April 2012

It is a basic tenant of corporate law that directors of a corporation are not liable for business decisions as long as the directors acted with a reasonable level of care in making these decisions. This is referred to as “the business judgment rule.” Because directors are not guarantors of corporate success, the business judgment rule specifies that a court will not review the business decisions of directors who performed their duties (1) in good faith; (2) with the care that an ordinarily prudent person in a like position would exercise under similar circumstances; and (3) in a manner the directors reasonably believe to be in the best interests of the corporation. As part of their duty of care, directors have a duty not to waste corporate assets by overpaying for property (e.g., 100% of the stock of a target company in an acquisition) or employment services.

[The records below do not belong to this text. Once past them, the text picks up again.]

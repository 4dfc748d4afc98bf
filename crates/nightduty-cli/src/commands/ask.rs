use clap::Args;
use nightduty_core::Reply;

use super::open_assistant;

#[derive(Args)]
pub struct AskArgs {
    /// Question, e.g. "Valida 22:10–06:40 SCL–MIA"
    #[arg(required = true, num_args = 1..)]
    pub text: Vec<String>,
    /// Print the full reply record as JSON
    #[arg(long)]
    pub json: bool,
}

pub fn run(args: AskArgs) -> Result<(), Box<dyn std::error::Error>> {
    let assistant = open_assistant()?;
    let reply = assistant.handle_utterance(&args.text.join(" "));
    if args.json {
        println!("{}", serde_json::to_string_pretty(&reply)?);
    } else {
        print_reply(&reply);
    }
    Ok(())
}

/// Reply text, followed by the suggestions when the fallback answered.
pub fn print_reply(reply: &Reply) {
    println!("{}", reply.text);
    if !reply.suggestions.is_empty() {
        println!();
        println!("Sugerencias:");
        for s in &reply.suggestions {
            println!("  - {s}");
        }
    }
}
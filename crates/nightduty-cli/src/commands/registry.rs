use clap::Subcommand;

use super::open_assistant;

#[derive(Subcommand)]
pub enum RegistryAction {
    /// List registered PSVs and the consecutive-night count
    List {
        /// Output as JSON
        #[arg(long)]
        json: bool,
    },
    /// Remove every registered PSV
    Clear,
}

pub fn run(action: RegistryAction) -> Result<(), Box<dyn std::error::Error>> {
    let assistant = open_assistant()?;
    match action {
        RegistryAction::List { json } => {
            let registry = assistant.registry();
            if json {
                println!("{}", serde_json::to_string_pretty(&registry)?);
                return Ok(());
            }
            if registry.is_empty() {
                println!("No PSVs registered.");
                return Ok(());
            }
            for (i, entry) in registry.entries().iter().enumerate() {
                println!("{}. {}", i + 1, entry.summary_line());
            }
            let runs = registry.runs();
            println!();
            println!("Current run: {} (max {})", runs.current_run, runs.max_run);
            let limit = assistant.policy().max_consecutive_nights;
            if registry.exceeds_limit(limit) {
                println!("Exceeds {limit} consecutive nights");
            }
        }
        RegistryAction::Clear => {
            assistant.clear_registry()?;
            println!("registry cleared");
        }
    }
    Ok(())
}
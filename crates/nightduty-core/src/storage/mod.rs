mod config;
pub mod database;

pub use config::Config;
pub use database::Database;

use std::path::PathBuf;

use crate::error::{Result, StorageError};

/// String key-value storage backing the session state.
pub trait KvStore {
    /// Get a value, `None` when the key was never written.
    fn kv_get(&self, key: &str) -> Result<Option<String>>;

    /// Insert or replace a value.
    fn kv_set(&self, key: &str, value: &str) -> Result<()>;

    /// Remove every key starting with `prefix`, returning how many went.
    fn kv_clear_prefix(&self, prefix: &str) -> Result<usize>;
}

impl<T: KvStore + ?Sized> KvStore for &T {
    fn kv_get(&self, key: &str) -> Result<Option<String>> {
        (**self).kv_get(key)
    }

    fn kv_set(&self, key: &str, value: &str) -> Result<()> {
        (**self).kv_set(key, value)
    }

    fn kv_clear_prefix(&self, prefix: &str) -> Result<usize> {
        (**self).kv_clear_prefix(prefix)
    }
}

/// Returns `~/.config/nightduty[-dev]/` based on NIGHTDUTY_ENV.
///
/// Set NIGHTDUTY_ENV=dev to use development data directory.
///
/// # Errors
/// Returns an error if creating the config directory fails.
pub fn data_dir() -> Result<PathBuf> {
    let base_dir = dirs::home_dir()
        .unwrap_or_else(|| PathBuf::from("."))
        .join(".config");

    let env = std::env::var("NIGHTDUTY_ENV").unwrap_or_else(|_| "production".to_string());

    let dir = if env == "dev" {
        base_dir.join("nightduty-dev")
    } else {
        base_dir.join("nightduty")
    };

    std::fs::create_dir_all(&dir)
        .map_err(|e| StorageError::DataDir(format!("{}: {e}", dir.display())))?;
    Ok(dir)
}
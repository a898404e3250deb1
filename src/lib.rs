//! # Replpilot
//!
//! Async automation harness for prompt-driven interactive subprocesses.
//!
//! Replpilot spawns a long-lived REPL-style program (a Python `pdb`
//! session by default), exchanges line-oriented commands with it over
//! pipes, frames each reply by detecting a literal prompt marker in the
//! output, and drives the session through a bounded decision loop in
//! which an external oracle (an LLM) picks the next command from the
//! accumulated transcript.
//!
//! ## Layers
//!
//! - [`SessionChannel`]: owns one subprocess; `start` / `send_and_await` /
//!   `stop` over three pipes, with timeout-bounded, prompt-delimited reads.
//! - [`SessionOrchestrator`]: runs the step loop against a
//!   [`DecisionOracle`], keeps the append-only history, and always
//!   produces a structured [`ChainResult`].
//!
//! ## Quick Start
//!
//! ```rust,no_run
//! use replpilot::{
//!     ChainConfig, OpenRouterOracle, OracleConfig, SessionChannel, SessionConfig,
//!     SessionOrchestrator,
//! };
//!
//! #[tokio::main]
//! async fn main() -> Result<(), replpilot::Error> {
//!     let channel = SessionChannel::new(SessionConfig::pdb("bug.py"));
//!     let oracle = OpenRouterOracle::new(OracleConfig::new(
//!         std::env::var("OPENROUTER_API_KEY").unwrap_or_default(),
//!         "openai/gpt-3.5-turbo",
//!     ))?;
//!
//!     let config = ChainConfig::new("Why does divide() raise?", "bug.py").max_steps(10);
//!     let result = SessionOrchestrator::new(channel, oracle, config).run().await;
//!
//!     if let Some(summary) = result.final_summary {
//!         println!("{summary}");
//!     }
//!     Ok(())
//! }
//! ```

pub mod chain;
pub mod context;
pub mod error;
pub mod oracle;
pub mod session;

// Re-export main types for convenience
pub use chain::{
    ChainConfig, ChainOutcome, ChainResult, EntryKind, HistoryEntry, SessionOrchestrator,
};
pub use context::{CONTEXT_DUMP_COMMAND, FrameContext, extract_context, fetch_context};
pub use error::{Error, OracleError, SessionError};
pub use oracle::{DecisionOracle, ERROR_PREFIX, OpenRouterOracle, OracleConfig};
pub use session::{Output, PDB_PROMPT, SessionChannel, SessionConfig};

The business judgment rule is very difficult to overcome and courts will not disregard it absent, among other things, a showing of fraud or misappropriation of corporate funds.

One of the landmark cases in this area of law was Smith v. Van Gorkam, which was decided by the Delaware Supreme Court in 1985. In that case, the board of directors of TransUnion approved a merger with Marmon Group without consulting outside experts as to the fairness of the price to be paid to TransUnion shareholders, rather, the board relied on the recommendations company’s CEO and CFO, neither of whom made any substantive attempt to determine the actual value of TransUnion. Additionally, the board did not inquire as to the process used by the CEO and CFO in determining the merger consideration. As a result, the Delaware Supreme Court found that the directors of TransUnion were grossly negligent in carrying out their fiduciary duties to the company. Because of this, the board was found not to have satisfied their duty of care and were therefore not entitled to the presumptions and protections of the business judgment rule. Ultimately, the TransUnion board agreed to pay $23.5 million in damages resulting from their fiduciary duty breaches.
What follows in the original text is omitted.